Non seulement, la gauche ne sait plus leur parler, mais elle les oblige à cacher leur foi quand ils sont – bien plus nombreux qu'on ne croit et qu'ils ne le croient eux-mêmes – membres de ses organisations. Elle ne sait plus leur parler, les oblige à se cacher car elle ne sait plus penser par elle-même la question religieuse. Elle se laisse imposer le vocabulaire et les raisonnements de la droite et de l'extrême droite, qui n'hésitent pas à dire en même temps et en toute illogique qu'il faut défendre la laïcité et l'identité chrétienne de la France contre l'Islam, et fait appel aux musulmans quand il s'agit de combattre les abécédaires de l'égalité, le mariage pour tous ou faire tomber les mairies communistes de Seine-Saint-Denis.

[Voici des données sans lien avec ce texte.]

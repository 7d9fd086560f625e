//! Embedding input text for animals.
//!
//! Builds `"key: value"` segments from the populated attributes, joins them
//! and truncates to a bounded length. An animal with no usable attributes
//! yields an empty string, which the generator treats as nothing to embed.

use crate::animals::{Animal, AnimalType, NeuterStatus, Sex};

/// Maximum content length for embedding input (characters, not tokens)
const MAX_CONTENT_LENGTH: usize = 512;

/// Ellipsis suffix when content is truncated
const TRUNCATION_SUFFIX: &str = "...";

const SEGMENT_SEPARATOR: &str = ". ";

pub fn describe_animal(animal: &Animal) -> String {
    let animal_type = animal.animal_type.map(|t| match t {
        AnimalType::Dog => "dog",
        AnimalType::Cat => "cat",
        AnimalType::Other => "other",
    });
    let sex = animal.sex.and_then(|s| match s {
        Sex::Male => Some("male"),
        Sex::Female => Some("female"),
        Sex::Unknown => None,
    });
    let neutered = animal.neuter_status.and_then(|n| match n {
        NeuterStatus::Yes => Some("yes"),
        NeuterStatus::No => Some("no"),
        NeuterStatus::Unknown => None,
    });

    let segments = [
        ("type", animal_type),
        ("breed", animal.breed_name.as_deref()),
        ("color", animal.color.as_deref()),
        ("age", animal.age.as_deref()),
        ("sex", sex),
        ("neutered", neutered),
        ("weight", animal.weight.as_deref()),
        ("personality", animal.personality.as_deref()),
        ("special marks", animal.special_mark.as_deref()),
        ("health", animal.health_info.as_deref()),
    ];

    let content = segments
        .into_iter()
        .filter_map(|(key, value)| {
            let value = value?.trim();
            (!value.is_empty()).then(|| format!("{key}: {value}"))
        })
        .collect::<Vec<_>>()
        .join(SEGMENT_SEPARATOR);

    truncate_content(&content)
}

/// Truncate content to MAX_CONTENT_LENGTH characters, adding ellipsis if truncated.
fn truncate_content(content: &str) -> String {
    if content.chars().count() <= MAX_CONTENT_LENGTH {
        return content.to_string();
    }

    let max_chars = MAX_CONTENT_LENGTH - TRUNCATION_SUFFIX.len();
    let truncated: String = content.chars().take(max_chars).collect();

    format!("{}{}", truncated, TRUNCATION_SUFFIX)
}

#[cfg(test)]
mod tests {
    use super::*;

    #[test]
    fn test_blank_animal_yields_empty_text() {
        let animal = Animal {
            desertion_no: "A1".into(),
            breed_name: Some("   ".into()),
            sex: Some(Sex::Unknown),
            ..Default::default()
        };
        assert_eq!(describe_animal(&animal), "");
    }

    #[test]
    fn test_segments_in_fixed_order() {
        let animal = Animal {
            desertion_no: "A1".into(),
            animal_type: Some(AnimalType::Dog),
            breed_name: Some(" maltese ".into()),
            color: Some("white".into()),
            neuter_status: Some(NeuterStatus::Yes),
            personality: Some("gentle".into()),
            ..Default::default()
        };
        assert_eq!(
            describe_animal(&animal),
            "type: dog. breed: maltese. color: white. neutered: yes. personality: gentle"
        );
    }

    #[test]
    fn test_truncation_respects_char_boundaries() {
        let animal = Animal {
            desertion_no: "A1".into(),
            special_mark: Some("온순함".repeat(400)),
            ..Default::default()
        };
        let text = describe_animal(&animal);
        assert_eq!(text.chars().count(), MAX_CONTENT_LENGTH);
        assert!(text.ends_with(TRUNCATION_SUFFIX));
    }
}
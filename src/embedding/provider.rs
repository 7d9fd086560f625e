//! Remote text-embedding and chat providers.
//!
//! Both speak the OpenAI-compatible JSON API exposed by Upstage Solar:
//! - `POST {base_url}/embeddings` with `{"model", "input": [..]}`
//! - `POST {base_url}/chat/completions` with `{"model", "messages": [..]}`
//!
//! Calls are single-shot: no retry and no backoff. Callers own retry policy.

use std::time::Duration;

use serde::{de::DeserializeOwned, Deserialize, Serialize};

use crate::config::ProviderConfig;

#[derive(Debug, thiserror::Error)]
pub enum ProviderError {
    #[error("provider request timed out after {0:?}")]
    Timeout(Duration),

    #[error("provider request failed: {0}")]
    Transport(String),

    #[error("provider returned status {status}: {body}")]
    Status { status: u16, body: String },

    #[error("invalid provider response: {0}")]
    InvalidResponse(String),

    #[error("provider misconfigured: {0}")]
    Config(String),
}

impl ProviderError {
    pub fn is_timeout(&self) -> bool {
        matches!(self, ProviderError::Timeout(_))
    }
}

pub trait EmbeddingProvider: Send + Sync {
    /// Embed each input string. The result holds one vector per input, in
    /// input order, or fewer when the provider returns nothing for them.
    fn embed_texts(&self, texts: &[String]) -> Result<Vec<Vec<f32>>, ProviderError>;

    fn name(&self) -> &str;
}

pub trait ChatProvider: Send + Sync {
    fn complete(&self, system_prompt: &str, user_content: &str) -> Result<String, ProviderError>;
}

/// Provider endpoint, credentials and models.
///
/// Built once per process from the loaded config and handed to each
/// provider; nothing here is read from the environment afterwards.
#[derive(Clone)]
pub struct ClientConfig {
    pub base_url: String,
    pub api_key: Option<String>,
    pub embedding_model: String,
    pub chat_model: String,
    pub timeout: Duration,
}

impl std::fmt::Debug for ClientConfig {
    fn fmt(&self, f: &mut std::fmt::Formatter<'_>) -> std::fmt::Result {
        write!(
            f,
            "ClientConfig {{ base_url: {:?}, api_key: {}, embedding_model: {:?}, chat_model: {:?}, timeout: {:?} }}",
            self.base_url,
            if self.api_key.is_some() { "[REDACTED]" } else { "None" },
            self.embedding_model,
            self.chat_model,
            self.timeout
        )
    }
}

impl From<&ProviderConfig> for ClientConfig {
    fn from(cfg: &ProviderConfig) -> Self {
        Self {
            base_url: cfg.base_url.trim().trim_end_matches('/').to_string(),
            api_key: cfg
                .api_key
                .as_deref()
                .map(str::trim)
                .filter(|key| !key.is_empty())
                .map(str::to_string),
            embedding_model: cfg.embedding_model.clone(),
            chat_model: cfg.chat_model.clone(),
            timeout: Duration::from_secs(cfg.timeout_secs),
        }
    }
}

/// Shared blocking HTTP plumbing for both remote providers.
struct RemoteClient {
    config: ClientConfig,
    http: reqwest::blocking::Client,
}

impl RemoteClient {
    fn new(config: ClientConfig) -> Result<Self, ProviderError> {
        let http = reqwest::blocking::Client::builder()
            .timeout(config.timeout)
            .build()
            .map_err(|err| ProviderError::Config(format!("couldnt build http client: {err}")))?;

        Ok(Self { config, http })
    }

    fn post_json<B: Serialize, R: DeserializeOwned>(
        &self,
        path: &str,
        body: &B,
    ) -> Result<R, ProviderError> {
        let api_key = self
            .config
            .api_key
            .as_deref()
            .ok_or_else(|| ProviderError::Config("api key is not set".to_string()))?;

        let url = format!("{}/{path}", self.config.base_url);
        let response = self
            .http
            .post(&url)
            .bearer_auth(api_key)
            .header(reqwest::header::ACCEPT, "application/json")
            .json(body)
            .send()
            .map_err(|err| self.map_transport(err))?;

        let status = response.status();
        if !status.is_success() {
            let body = response.text().unwrap_or_default();
            log::error!("{url} returned {status}: {body}");
            return Err(ProviderError::Status {
                status: status.as_u16(),
                body,
            });
        }

        response.json::<R>().map_err(|err| {
            if err.is_timeout() {
                ProviderError::Timeout(self.config.timeout)
            } else {
                ProviderError::InvalidResponse(err.to_string())
            }
        })
    }

    fn map_transport(&self, err: reqwest::Error) -> ProviderError {
        if err.is_timeout() {
            ProviderError::Timeout(self.config.timeout)
        } else {
            ProviderError::Transport(err.to_string())
        }
    }
}

#[derive(Debug, Serialize)]
struct EmbeddingRequest<'a> {
    model: &'a str,
    input: &'a [String],
}

#[derive(Debug, Deserialize)]
struct EmbeddingResponse {
    #[serde(default)]
    data: Vec<EmbeddingItem>,
}

#[derive(Debug, Deserialize)]
struct EmbeddingItem {
    #[serde(default)]
    index: usize,
    embedding: Vec<f32>,
}

impl EmbeddingResponse {
    /// Vectors ordered by their `index` field.
    fn into_vectors(mut self) -> Vec<Vec<f32>> {
        self.data.sort_by_key(|item| item.index);
        self.data.into_iter().map(|item| item.embedding).collect()
    }
}

pub struct RemoteEmbeddingProvider {
    client: RemoteClient,
}

impl RemoteEmbeddingProvider {
    pub fn new(config: ClientConfig) -> Result<Self, ProviderError> {
        Ok(Self {
            client: RemoteClient::new(config)?,
        })
    }
}

impl EmbeddingProvider for RemoteEmbeddingProvider {
    fn embed_texts(&self, texts: &[String]) -> Result<Vec<Vec<f32>>, ProviderError> {
        if texts.is_empty() {
            return Ok(vec![]);
        }

        let request = EmbeddingRequest {
            model: &self.client.config.embedding_model,
            input: texts,
        };
        let response: EmbeddingResponse = self.client.post_json("embeddings", &request)?;

        Ok(response.into_vectors())
    }

    fn name(&self) -> &str {
        &self.client.config.embedding_model
    }
}

#[derive(Debug, Serialize)]
struct ChatRequest<'a> {
    model: &'a str,
    messages: [ChatMessage<'a>; 2],
}

#[derive(Debug, Serialize)]
struct ChatMessage<'a> {
    role: &'a str,
    content: &'a str,
}

#[derive(Debug, Deserialize)]
struct ChatResponse {
    #[serde(default)]
    choices: Vec<ChatChoice>,
}

#[derive(Debug, Deserialize)]
struct ChatChoice {
    message: Option<ChatReply>,
}

#[derive(Debug, Deserialize)]
struct ChatReply {
    content: Option<String>,
}

impl ChatResponse {
    fn first_content(self) -> Option<String> {
        self.choices
            .into_iter()
            .next()?
            .message?
            .content
            .map(|content| content.trim().to_string())
    }
}

pub struct RemoteChatProvider {
    client: RemoteClient,
}

impl RemoteChatProvider {
    pub fn new(config: ClientConfig) -> Result<Self, ProviderError> {
        Ok(Self {
            client: RemoteClient::new(config)?,
        })
    }
}

impl ChatProvider for RemoteChatProvider {
    fn complete(&self, system_prompt: &str, user_content: &str) -> Result<String, ProviderError> {
        let request = ChatRequest {
            model: &self.client.config.chat_model,
            messages: [
                ChatMessage {
                    role: "system",
                    content: system_prompt,
                },
                ChatMessage {
                    role: "user",
                    content: user_content,
                },
            ],
        };
        let response: ChatResponse = self.client.post_json("chat/completions", &request)?;

        response.first_content().ok_or_else(|| {
            log::warn!("chat response has no message content");
            ProviderError::InvalidResponse("chat response has no message content".to_string())
        })
    }
}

Qu'est-il arrivé à la gauche ? Ne s'est-elle pas laisser piégée par une vision religieuse de la religion ? Beaucoup d'intervenants dans le débat donnent l'impression qu'il existe « la-religion », vue comme une réalité monolithique, une essence hors du social. Une lecture laïque, non religieuse, signifierait au contraire appliquer à ce thème les outils intellectuels – l'histoire, la sociologie, la philosophie, l'anthropologie - qui depuis les Lumières permettent de faire sortir les réalités collectives de la « nature » pour les penser comme des faits culturels et sociaux, donc changeant suivant les lieux, les époques, les évolutions sociales, le travail des croyants dans les religions, les interactions avec le reste de la société. Parmi ces outils intellectuels, il y a les réflexions de Marx, Engels, Gramsci, Bloch qui ont décrit les religions comme des faits dialectiques – qui ne sont pas condamnés à être réactionnaires, peuvent devenir révolutionnaires – traversés par la réalité de la lutte des classes et porteurs d'imaginaires potentiellement subversifs quand les opprimés s'en emparent. La gauche doit « dé-essentialiser » sa vision de la religion : ne plus la penser comme une essence, mais un fait social.

Dans le contexte français, cela signifie aussi « dé-catholiciser » notre façon de voir les religions. S'apercevoir que bien souvent, sans s'en apercevoir, c'est en catholiques que nous pensons les faits religieux. Par exemple : s'énerver et prendre pour un signe d'arriération le fait de donner de l'importance aux rites quotidiens (habillement, nourriture...) par ce que le christianisme l'a lui-même relativisé. Autre exemple : croire que la religion est « une » comment dans l'utopie catholique, alors qu'elle est diverse à l'extrême – un catholicisme des ouvriers, un autre des patrons, celui des « pratiquants » qui manifestent contre le mariage pour tous, celui des non-pratiquants qui y sont favorables à 58%.... D'autant plus diverses que les trente dernières années ont vu les croyants se détacher massivement des grandes institutions et bricolent désormais leur foi avec les moyens qu'ils se donnent...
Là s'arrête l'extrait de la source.